IIS application monitoring
In an IIS web server, worker processes handle web requests and provide responses. A single server runs several processes simultaneously. Every worker process belongs to an application pool, and the pool resources are not shared by worker processes affiliated with different pools. Even though the IIS server and applications are two separate entities, a few metrics are affiliated with both. Metrics related to worker processes, like application pools and response times, are critical for maintaining the health of both the IIS server and the applications.
Key performance indicators (KPIs) to monitor in IIS applications:
- Website stats
- Response times
- Connection stats
- Byte transfer stats
- Application pool stats
- Application performance metrics
- Database transactions
- Response times
- Errors and exceptions
IIS server monitoring
To avoid IIS server downtime, keeping track of server metrics, like application pool stats, resource consumption, and response times, is vital. The importance of IIS server and IIS application monitoring are almost synonymous, as discussed previously.
Best practices in IIS monitoring:
Confirm that your applications are available.
By using a simple HTTP monitor, you can check whether your applications are running, and also keep an eye on the time it takes to respond. The usual causes behind lagging responses include high memory consumption, inadequate system resources, application pool recycling causing a recompile, issues with the web application, and issues with a third-party service. Any basic application monitor will be able to give you the availability and health status of applications, although only advanced IIS application monitoring tools may help you identify the root cause.

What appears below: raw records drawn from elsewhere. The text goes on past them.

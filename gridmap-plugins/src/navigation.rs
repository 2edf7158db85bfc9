//! Keyboard traversal over visual indexes that skips hidden rows/columns.

use gridmap::{Direction, IndexMapper};

/// The next not-hidden visual index after `from_visual` in `direction`.
///
/// Returns `None` when there is none, in which case the selection should stay put.
pub fn next_visible(
    mapper: &IndexMapper,
    from_visual: usize,
    direction: Direction,
) -> Option<usize> {
    let start = direction.step(from_visual)?;
    mapper.first_not_hidden_index(start, direction)
}

pub fn first_visible(mapper: &IndexMapper) -> Option<usize> {
    mapper.first_not_hidden_index(0, Direction::Forward)
}

pub fn last_visible(mapper: &IndexMapper) -> Option<usize> {
    let last = mapper.not_trimmed_indexes_length().checked_sub(1)?;
    mapper.first_not_hidden_index(last, Direction::Backward)
}

/// The visual index closest to `visual` (searching forward first) that is not hidden.
///
/// `visual` past the end is clamped to the last visual index first.
pub fn clamp_to_visible(mapper: &IndexMapper, visual: usize) -> Option<usize> {
    let last = mapper.not_trimmed_indexes_length().checked_sub(1)?;
    mapper.nearest_not_hidden_index(visual.min(last), Direction::Forward)
}
/// The translation authority between physical, visual and renderable indexes of one axis.
///
/// The mapper owns:
/// - the indexes sequence (physical indexes in visual order, before trimming/hiding)
/// - a trimming and a hiding [`AggregatedCollection`] whose members are OR-ed together
/// - a collection of arbitrary value maps carried along during CRUD
///
/// Every mutating entry point leaves the cache consistent before returning, batched or not.
/// A batch only holds back the notifications until the outermost batch ends. Callbacks run
/// after the cache is rebuilt and
/// receive `&IndexMapper`, so they always observe a consistent state and cannot mutate the
/// mapper re-entrantly.
pub struct IndexMapper {
    options: IndexMapperOptions,
    indexes_sequence: IndexMap<usize>,
    trimming: AggregatedCollection<bool>,
    hiding: AggregatedCollection<bool>,
    values: MapCollection<Box<dyn AnyIndexMap>>,
    names: NameRegistry,
    cache: IndexCache,

    batch_depth: usize,
    changes: CacheChanges,
    pending: Vec<PendingEvent>,
}

impl Default for IndexMapper {
    fn default() -> Self {
        Self::new()
    }
}
use alloc::string::String;
use alloc::vec::Vec;

use gridmap::{IndexMap, IndexMapper, Result};

use crate::physical_indexes;

/// Hides rows or columns through a hiding map registered on an [`IndexMapper`].
///
/// Indexes are addressed visually, the way a user picks them, and stored physically so the
/// hidden state follows its row/column through moves.
#[derive(Clone, Debug, PartialEq, Eq)]
pub struct HiddenIndexes {
    name: String,
}

impl HiddenIndexes {
    pub const DEFAULT_NAME: &'static str = "hidden";

    pub fn register(mapper: &mut IndexMapper) -> Result<Self> {
        Self::register_with_name(mapper, Self::DEFAULT_NAME)
    }

    pub fn register_with_name(mapper: &mut IndexMapper, name: impl Into<String>) -> Result<Self> {
        let name = name.into();
        mapper.register_map(name.as_str(), IndexMap::hiding())?;
        pdebug!(name = name.as_str(), "HiddenIndexes::register");
        Ok(Self { name })
    }

    pub fn name(&self) -> &str {
        &self.name
    }

    /// Hides the given visual indexes. Nothing changes when one of them is out of range.
    pub fn hide(&self, mapper: &mut IndexMapper, visual: &[usize]) -> Result<()> {
        self.set(mapper, visual, true)
    }

    pub fn show(&self, mapper: &mut IndexMapper, visual: &[usize]) -> Result<()> {
        self.set(mapper, visual, false)
    }

    pub fn show_all(&self, mapper: &mut IndexMapper) -> Result<()> {
        mapper.update_map::<bool, _>(&self.name, |map| {
            if map.values().iter().any(|&hidden| hidden) {
                map.clear();
            }
        })
    }

    /// Whether this plugin hides `visual`. Other hiding maps are not consulted.
    pub fn is_hidden(&self, mapper: &IndexMapper, visual: usize) -> bool {
        let Some(physical) = mapper.physical_from_visual(visual) else {
            return false;
        };
        mapper
            .map::<bool>(&self.name)
            .and_then(|map| map.value_at(physical).copied())
            .unwrap_or(false)
    }

    /// Visual indexes hidden by this plugin, ascending.
    pub fn hidden_indexes(&self, mapper: &IndexMapper) -> Vec<usize> {
        let Some(map) = mapper.map::<bool>(&self.name) else {
            return Vec::new();
        };
        mapper
            .not_trimmed_indexes()
            .iter()
            .enumerate()
            .filter(|&(_, &physical)| map.value_at(physical).copied().unwrap_or(false))
            .map(|(visual, _)| visual)
            .collect()
    }

    /// Unregisters the map, showing everything it hid.
    pub fn disable(self, mapper: &mut IndexMapper) -> bool {
        mapper.unregister_map(&self.name)
    }

    fn set(&self, mapper: &mut IndexMapper, visual: &[usize], hidden: bool) -> Result<()> {
        let physical = physical_indexes(mapper, visual)?;
        mapper.update_map::<bool, _>(&self.name, |map| {
            for index in physical {
                if map.value_at(index) != Some(&hidden) {
                    map.set_value_at(index, hidden);
                }
            }
        })
    }
}
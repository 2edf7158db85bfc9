#[cfg(feature = "tracing")]
macro_rules! pdebug {
    ($($tt:tt)*) => {
        tracing::debug!(target: "gridmap_plugins", $($tt)*)
    };
}

#[cfg(not(feature = "tracing"))]
macro_rules! pdebug {
    ($($tt:tt)*) => {};
}
use gridmap::{IndexMapper, Result};

/// A cell address. Which index space it lives in (physical, visual or renderable) is up to
/// the caller.
///
/// With `feature = "serde"`, this type implements `Serialize`/`Deserialize`.
#[derive(Clone, Copy, Debug, Default, PartialEq, Eq, Hash, PartialOrd, Ord)]
#[cfg_attr(feature = "serde", derive(serde::Serialize, serde::Deserialize))]
pub struct CellCoords {
    pub row: usize,
    pub col: usize,
}

impl CellCoords {
    pub const fn new(row: usize, col: usize) -> Self {
        Self { row, col }
    }
}

/// Both axes of a grid: one [`IndexMapper`] for rows and one for columns.
///
/// Cell translations succeed only when both axes translate.
#[derive(Debug, Default)]
pub struct Grid {
    rows: IndexMapper,
    columns: IndexMapper,
}

impl Grid {
    pub fn new(rows: usize, columns: usize) -> Self {
        let mut grid = Self::default();
        grid.rows.init_to_length(rows);
        grid.columns.init_to_length(columns);
        grid
    }

    pub fn from_mappers(rows: IndexMapper, columns: IndexMapper) -> Self {
        Self { rows, columns }
    }

    pub fn rows(&self) -> &IndexMapper {
        &self.rows
    }

    pub fn rows_mut(&mut self) -> &mut IndexMapper {
        &mut self.rows
    }

    pub fn columns(&self) -> &IndexMapper {
        &self.columns
    }

    pub fn columns_mut(&mut self) -> &mut IndexMapper {
        &mut self.columns
    }

    pub fn physical_from_visual(&self, visual: CellCoords) -> Option<CellCoords> {
        Some(CellCoords {
            row: self.rows.physical_from_visual(visual.row)?,
            col: self.columns.physical_from_visual(visual.col)?,
        })
    }

    pub fn visual_from_physical(&self, physical: CellCoords) -> Option<CellCoords> {
        Some(CellCoords {
            row: self.rows.visual_from_physical(physical.row)?,
            col: self.columns.visual_from_physical(physical.col)?,
        })
    }

    /// `None` when the cell is out of range or its row or column is hidden.
    pub fn renderable_from_visual(&self, visual: CellCoords) -> Option<CellCoords> {
        Some(CellCoords {
            row: self.rows.renderable_from_visual(visual.row)?,
            col: self.columns.renderable_from_visual(visual.col)?,
        })
    }

    pub fn visual_from_renderable(&self, renderable: CellCoords) -> Option<CellCoords> {
        Some(CellCoords {
            row: self.rows.visual_from_renderable(renderable.row)?,
            col: self.columns.visual_from_renderable(renderable.col)?,
        })
    }

    pub fn physical_from_renderable(&self, renderable: CellCoords) -> Option<CellCoords> {
        Some(CellCoords {
            row: self.rows.physical_from_renderable(renderable.row)?,
            col: self.columns.physical_from_renderable(renderable.col)?,
        })
    }

    /// Number of renderable rows and columns.
    pub fn renderable_size(&self) -> (usize, usize) {
        (
            self.rows.renderable_indexes_length(),
            self.columns.renderable_indexes_length(),
        )
    }

    pub fn visual_size(&self) -> (usize, usize) {
        (
            self.rows.not_trimmed_indexes_length(),
            self.columns.not_trimmed_indexes_length(),
        )
    }

    pub fn insert_rows(&mut self, first_visual: usize, amount: usize) {
        self.rows.insert_indexes(first_visual, amount);
    }

    pub fn remove_rows(&mut self, physical: &[usize]) -> Result<()> {
        self.rows.remove_indexes(physical)
    }

    pub fn move_rows(&mut self, moved: &[usize], final_index: usize) -> Result<()> {
        self.rows.move_indexes(moved, final_index)
    }

    pub fn insert_columns(&mut self, first_visual: usize, amount: usize) {
        self.columns.insert_indexes(first_visual, amount);
    }

    pub fn remove_columns(&mut self, physical: &[usize]) -> Result<()> {
        self.columns.remove_indexes(physical)
    }

    pub fn move_columns(&mut self, moved: &[usize], final_index: usize) -> Result<()> {
        self.columns.move_indexes(moved, final_index)
    }
}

Monitoring IIS via an HTTP checker is also a good way to ensure adherence to your service-level agreement (SLA).
Ensure the availability of application pools.
If your IIS application pool crashes due to fatal application errors, bad configurations, or other problems, the application stops working. It’s always a good practice to monitor the resource—CPU and memory—used by the application pools, along with its health status and availability, to keep it within admissible limits and avoid unnecessary shortages. By identifying application pools that consume a great deal of CPU and memory, you can optimize the performance by allotting supplementary resources if the pool is running, and deleting the pools which aren’t running.

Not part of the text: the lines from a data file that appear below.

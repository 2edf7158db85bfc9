// Example: keyboard navigation skips hidden columns; batched updates rebuild once.
use gridmap::{CacheChanges, Direction, IndexMap, IndexMapper};

fn main() {
    let mut columns = IndexMapper::new();
    columns.set_on_cache_updated(Some(|mapper: &IndexMapper, changes: CacheChanges| {
        println!(
            "cache rebuilt: {changes:?} renderable={:?}",
            mapper.renderable_indexes()
        );
    }));
    columns.init_to_length(10);
    columns.register_map("hidden", IndexMap::hiding()).unwrap();

    columns.execute_batch_operations(|mapper| {
        mapper
            .update_map::<bool, _>("hidden", |map| {
                for index in [3, 4, 5] {
                    map.set_value_at(index, true);
                }
            })
            .unwrap();
        mapper.move_indexes(&[9], 0).unwrap();
    });

    let from = 4;
    println!(
        "right of {from}: {:?}",
        columns.first_not_hidden_index(from, Direction::Forward)
    );
    println!(
        "left of {from}: {:?}",
        columns.first_not_hidden_index(from, Direction::Backward)
    );
}
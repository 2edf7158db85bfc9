use alloc::string::String;

use gridmap::{IndexMap, IndexMapper, Result};

/// Per-row or per-column sizes (e.g. manual column widths), keyed by physical index.
///
/// `None` means "no explicit size"; [`SizeMap::effective_size`] falls back to the default.
#[derive(Clone, Debug, PartialEq, Eq)]
pub struct SizeMap {
    name: String,
    default_size: u32,
}

impl SizeMap {
    pub fn register(
        mapper: &mut IndexMapper,
        name: impl Into<String>,
        default_size: u32,
    ) -> Result<Self> {
        let name = name.into();
        mapper.register_map(name.as_str(), IndexMap::new(None::<u32>))?;
        pdebug!(name = name.as_str(), default_size, "SizeMap::register");
        Ok(Self { name, default_size })
    }

    pub fn name(&self) -> &str {
        &self.name
    }

    pub fn default_size(&self) -> u32 {
        self.default_size
    }

    /// Explicit size of `visual`, if one was set.
    pub fn size(&self, mapper: &IndexMapper, visual: usize) -> Option<u32> {
        let physical = mapper.physical_from_visual(visual)?;
        mapper
            .map::<Option<u32>>(&self.name)?
            .value_at(physical)
            .copied()
            .flatten()
    }

    pub fn effective_size(&self, mapper: &IndexMapper, visual: usize) -> u32 {
        self.size(mapper, visual).unwrap_or(self.default_size)
    }

    /// Returns `false` when `visual` is out of range.
    pub fn set_size(&self, mapper: &mut IndexMapper, visual: usize, size: u32) -> Result<bool> {
        self.store(mapper, visual, Some(size))
    }

    pub fn clear_size(&self, mapper: &mut IndexMapper, visual: usize) -> Result<bool> {
        self.store(mapper, visual, None)
    }

    /// Sum of the effective sizes of every renderable index.
    pub fn renderable_total(&self, mapper: &IndexMapper) -> u64 {
        let map = mapper.map::<Option<u32>>(&self.name);
        mapper
            .renderable_indexes()
            .iter()
            .map(|&physical| {
                u64::from(
                    map.and_then(|map| map.value_at(physical).copied().flatten())
                        .unwrap_or(self.default_size),
                )
            })
            .sum()
    }

    pub fn disable(self, mapper: &mut IndexMapper) -> bool {
        mapper.unregister_map(&self.name)
    }

    fn store(&self, mapper: &mut IndexMapper, visual: usize, size: Option<u32>) -> Result<bool> {
        let Some(physical) = mapper.physical_from_visual(visual) else {
            return Ok(false);
        };
        mapper.update_map::<Option<u32>, _>(&self.name, |map| {
            if map.value_at(physical) != Some(&size) {
                map.set_value_at(physical, size);
            }
            true
        })
    }
}
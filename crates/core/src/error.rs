//! Core error types

use thiserror::Error;

/// Errors that cross the measurement pipeline boundary.
///
/// Anything that reaches the supervisor is one of these. Local, retried
/// conditions (echo timeouts, rejected samples) never become an `Error`.
#[derive(Debug, Error)]
pub enum Error {
    /// Missing or out-of-range configuration or calibration value
    #[error("Invalid configuration: {0}")]
    InvalidConfiguration(String),

    /// GPIO acquisition or pin I/O failure
    #[error("Hardware error: {0}")]
    Hardware(String),

    /// The reading sink rejected a write
    #[error("Sink failure: {0}")]
    SinkFailure(String),

    /// The calibration source could not be read
    #[error("Calibration unavailable: {0}")]
    CalibrationUnavailable(String),

    /// IO error
    #[error("IO error: {0}")]
    Io(#[from] std::io::Error),
}

impl Error {
    /// Shorthand for [`Error::InvalidConfiguration`].
    pub fn invalid_config(msg: impl Into<String>) -> Self {
        Error::InvalidConfiguration(msg.into())
    }
}

/// Result type for core operations.
pub type Result<T> = std::result::Result<T, Error>;
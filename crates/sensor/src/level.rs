//! Water level from an averaged distance and calibration bounds.
//!
//! The distance below the full level is snapped to `0` or `max_distance` when
//! it lies within `min_max_uncertainty` of either bound, so readings near the
//! extremes report exactly full or exactly empty.

use chrono::{DateTime, Utc};
use hydrosonde_core::{CalibrationInfo, LevelResult, Result};

/// Round to two decimal places.
pub fn round2(value: f64) -> f64 {
    (value * 100.0).round() / 100.0
}

/// Clamped distance between the full level and the water surface.
pub fn distance_from_max(averaged_distance: f64, calib: &CalibrationInfo) -> f64 {
    let mut distance = round2(averaged_distance - calib.min_distance);

    if distance - calib.min_max_uncertainty < 0.0 {
        distance = 0.0;
    }
    if distance + calib.min_max_uncertainty > calib.max_distance {
        distance = calib.max_distance;
    }
    distance
}

/// Compute the level now.
pub fn compute(averaged_distance: f64, calib: &CalibrationInfo) -> Result<LevelResult> {
    compute_at(averaged_distance, calib, Utc::now())
}

/// Compute the level stamped with `timestamp`.
pub fn compute_at(
    averaged_distance: f64,
    calib: &CalibrationInfo,
    timestamp: DateTime<Utc>,
) -> Result<LevelResult> {
    calib.validate()?;

    let height = round2(calib.max_distance - distance_from_max(averaged_distance, calib));
    let percentage = (height / calib.max_distance * 100.0).round() as i32;

    Ok(LevelResult {
        height,
        percentage,
        timestamp,
    })
}
//! Collaborator interfaces at the edge of the measurement pipeline.
//!
//! The pipeline only ever talks to storage and calibration through these
//! traits, so the sensor crate stays independent of any backend.

use crate::error::Result;
use crate::types::{CalibrationInfo, LevelResult};

/// Destination for computed levels.
///
/// One call per averaged reading. Implementations must tolerate being called
/// again after a failed write; a failure is counted against the error budget.
pub trait ReadingSink {
    /// Append a single reading.
    fn insert_reading(&mut self, reading: &LevelResult) -> Result<()>;
}

/// Provider of calibration constants, read once per measurement cycle.
pub trait CalibrationSource {
    /// Load the current calibration.
    fn load_calibration(&mut self) -> Result<CalibrationInfo>;
}

/// Calibration fixed at construction time (e.g. from the config file).
#[derive(Debug, Clone, Copy)]
pub struct StaticCalibration(pub CalibrationInfo);

impl CalibrationSource for StaticCalibration {
    fn load_calibration(&mut self) -> Result<CalibrationInfo> {
        Ok(self.0)
    }
}

impl<T: ReadingSink + ?Sized> ReadingSink for Box<T> {
    fn insert_reading(&mut self, reading: &LevelResult) -> Result<()> {
        (**self).insert_reading(reading)
    }
}

impl<T: CalibrationSource + ?Sized> CalibrationSource for Box<T> {
    fn load_calibration(&mut self) -> Result<CalibrationInfo> {
        (**self).load_calibration()
    }
}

Monitor the performance of the applications running on the .NET server.
Response time is the most important factor in deciding the success of a web application. If the web applications take longer to load, it impacts your business negatively because customers might become dissatisfied. There are numerous variables that decide the loading time of your application.
Application Performance Monitoring (APM) is an advanced monitoring technique that dives deep into the performance by providing code-level visibility into your applications. Performing SQL query profiling helps you identify queries that increase latency. Any software with APM capabilities will help you identify and optimize time-intensive elements and transactions.

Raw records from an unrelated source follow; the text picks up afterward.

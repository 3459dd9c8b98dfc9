//! Pipeline supervision
//!
//! Restarts the measurement pipeline after every failure until failures
//! within one window exceed the configured allowance.

use std::thread;
use std::time::{Duration, Instant};

use hydrosonde_core::config::SupervisorConfig;
use thiserror::Error;
use tracing::{error, info, warn};

/// Time source for the error budget.
pub trait Clock {
    fn now(&self) -> Instant;
}

/// Wall clock.
#[derive(Debug, Clone, Copy, Default)]
pub struct SystemClock;

impl Clock for SystemClock {
    fn now(&self) -> Instant {
        Instant::now()
    }
}

#[derive(Debug, Error)]
pub enum SupervisorError {
    #[error("error budget exceeded: {failures} failures within {window:?} (allowed {allowed}), last error: {last_error}")]
    ErrorBudgetExceeded {
        failures: u32,
        allowed: u32,
        window: Duration,
        last_error: String,
    },
}

/// Failure counter over a fixed window.
///
/// The window restarts at the first failure observed after it has elapsed,
/// so failures never carry over from one window into the next.
#[derive(Debug, Clone)]
pub struct ErrorBudget {
    allowed: u32,
    window: Duration,
    window_start: Instant,
    failures: u32,
}

impl ErrorBudget {
    pub fn new(allowed: u32, window: Duration, now: Instant) -> Self {
        Self {
            allowed,
            window,
            window_start: now,
            failures: 0,
        }
    }

    /// Count a failure at `now`. Returns false once the allowance is exceeded.
    pub fn record_failure(&mut self, now: Instant) -> bool {
        if now.saturating_duration_since(self.window_start) >= self.window {
            self.window_start = now;
            self.failures = 0;
        }
        self.failures += 1;
        self.failures <= self.allowed
    }

    pub fn failures(&self) -> u32 {
        self.failures
    }

    pub fn allowed(&self) -> u32 {
        self.allowed
    }

    pub fn window(&self) -> Duration {
        self.window
    }
}

/// Runs a pipeline, restarting it after failures.
pub struct Supervisor<C: Clock = SystemClock> {
    budget: ErrorBudget,
    backoff: Duration,
    clock: C,
    restarts: u64,
}

impl Supervisor<SystemClock> {
    pub fn new(config: &SupervisorConfig) -> Self {
        Self::with_clock(config, SystemClock)
    }
}

impl<C: Clock> Supervisor<C> {
    pub fn with_clock(config: &SupervisorConfig, clock: C) -> Self {
        let budget = ErrorBudget::new(config.allowed_errors_per_minute, config.window(), clock.now());
        Self {
            budget,
            backoff: config.backoff(),
            clock,
            restarts: 0,
        }
    }

    /// Number of restarts performed so far.
    pub fn restarts(&self) -> u64 {
        self.restarts
    }

    /// Run `pipeline` until it returns `Ok` or the error budget runs out.
    pub fn run<F, E>(&mut self, mut pipeline: F) -> Result<(), SupervisorError>
    where
        F: FnMut() -> Result<(), E>,
        E: std::fmt::Display,
    {
        loop {
            let err = match pipeline() {
                Ok(()) => {
                    info!(restarts = self.restarts, "Pipeline stopped");
                    return Ok(());
                }
                Err(err) => err,
            };

            error!(error = %err, "Pipeline failed");

            if !self.budget.record_failure(self.clock.now()) {
                return Err(SupervisorError::ErrorBudgetExceeded {
                    failures: self.budget.failures(),
                    allowed: self.budget.allowed(),
                    window: self.budget.window(),
                    last_error: err.to_string(),
                });
            }

            self.restarts += 1;
            warn!(
                failures = self.budget.failures(),
                allowed = self.budget.allowed(),
                backoff_ms = self.backoff.as_millis() as u64,
                "Restarting pipeline"
            );
            if !self.backoff.is_zero() {
                thread::sleep(self.backoff);
            }
        }
    }
}
//! Averaging of accepted distance samples into one reading.

use std::thread;
use std::time::Duration;

use hydrosonde_core::config::SamplingConfig;
use hydrosonde_core::{Error, Result};
use tracing::debug;

use crate::echo::EchoSource;
use crate::sampler::DistanceSampler;

/// Mean of exactly `samples` accepted distances.
#[derive(Debug, Clone, Copy, PartialEq)]
pub struct AveragedReading {
    pub distance: f64,
    pub samples: usize,
}

/// Collects a fixed number of accepted samples with a pause after each.
#[derive(Debug, Clone)]
pub struct ReadingAverager {
    sample_count: usize,
    inter_sample_delay: Duration,
    reject_ceiling: f64,
}

impl ReadingAverager {
    pub fn new(sample_count: usize, inter_sample_delay: Duration, reject_ceiling: f64) -> Self {
        Self {
            sample_count,
            inter_sample_delay,
            reject_ceiling,
        }
    }

    pub fn from_config(config: &SamplingConfig) -> Self {
        Self::new(
            config.sample_count,
            config.inter_sample_delay(),
            config.reject_ceiling,
        )
    }

    pub fn sample_count(&self) -> usize {
        self.sample_count
    }

    /// Block until `sample_count` samples have been accepted and return their mean.
    ///
    /// Rejected samples and echo timeouts are retried by the sampler and do
    /// not count. A zero sample count is a configuration error.
    pub fn collect<S: EchoSource>(&self, sampler: &mut DistanceSampler<S>) -> Result<AveragedReading> {
        if self.sample_count == 0 {
            return Err(Error::invalid_config("sample count must be greater than zero"));
        }

        let before = sampler.stats();
        let mut total = 0.0;
        for _ in 0..self.sample_count {
            let sample = sampler.next_valid_sample(self.reject_ceiling)?;
            total += sample.distance;
            thread::sleep(self.inter_sample_delay);
        }

        let after = sampler.stats();
        let distance = total / self.sample_count as f64;
        debug!(
            distance,
            samples = self.sample_count,
            rejected = after.rejected - before.rejected,
            timeouts = after.timeouts - before.timeouts,
            "Averaged reading collected"
        );

        Ok(AveragedReading {
            distance,
            samples: self.sample_count,
        })
    }
}

#[cfg(test)]
mod tests {
    use super::*;
    use crate::sampler::tests::ScriptedSource;
    use crate::sampler::SPEED_OF_SOUND_M_PER_S;

    #[test]
    fn test_mean_of_accepted_samples() {
        let source = ScriptedSource::distances(&[0.2, 0.4, 0.3, 0.5]);
        let mut sampler = DistanceSampler::new(source, SPEED_OF_SOUND_M_PER_S);
        let averager = ReadingAverager::new(4, Duration::ZERO, 0.85);

        let reading = averager.collect(&mut sampler).unwrap();

        assert!((reading.distance - 0.35).abs() < 1e-12);
        assert_eq!(reading.samples, 4);
    }

    #[test]
    fn test_rejected_samples_do_not_count() {
        let source = ScriptedSource::distances(&[0.2, 2.0, 0.9, 0.4, 5.0, 0.3, 0.5, 0.7]);
        let mut sampler = DistanceSampler::new(source, SPEED_OF_SOUND_M_PER_S);
        let averager = ReadingAverager::new(4, Duration::ZERO, 0.85);

        let reading = averager.collect(&mut sampler).unwrap();

        assert!((reading.distance - 0.35).abs() < 1e-12);
        assert_eq!(sampler.stats().accepted, 4);
        assert_eq!(sampler.stats().rejected, 3);
        // 0.7 is never consumed
        assert_eq!(sampler.source_mut().script.len(), 1);
    }

    #[test]
    fn test_zero_sample_count_is_invalid() {
        let source = ScriptedSource::distances(&[0.2]);
        let mut sampler = DistanceSampler::new(source, SPEED_OF_SOUND_M_PER_S);
        let averager = ReadingAverager::new(0, Duration::ZERO, 0.85);

        let err = averager.collect(&mut sampler).unwrap_err();

        assert!(matches!(err, Error::InvalidConfiguration(_)));
        assert_eq!(sampler.source_mut().calls, 0);
    }

    #[test]
    fn test_hardware_failure_aborts_collection() {
        let source = ScriptedSource::distances(&[0.2, 0.3]);
        let mut sampler = DistanceSampler::new(source, SPEED_OF_SOUND_M_PER_S);
        let averager = ReadingAverager::new(5, Duration::ZERO, 0.85);

        let err = averager.collect(&mut sampler).unwrap_err();
        assert!(matches!(err, Error::Hardware(_)));
    }

    #[test]
    fn test_from_config() {
        let averager = ReadingAverager::from_config(&SamplingConfig::default());
        assert_eq!(averager.sample_count(), 1000);
    }
}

ManageEngine Applications Manager’s IIS monitoring tool performs all the operations above to ensure holistic monitoring of your .NET and IIS applications. In addition to APM, you can also experience the user’s journey through your web applications with synthetic transaction monitoring.
Performance counters for IIS and .NET.
Performance counters help you analyze and are the primary indicators of the performance data that applications, services, and drivers provide. Since the standard OS for IIS is Microsoft Windows, all of the metrics are available via Windows performance counters. Applications Manager’s IIS monitor from ManageEngine can be configured to collect these metrics, and thresholds of permissible range can be associated with them to receive notifications about violations and perform corrective actions automatically.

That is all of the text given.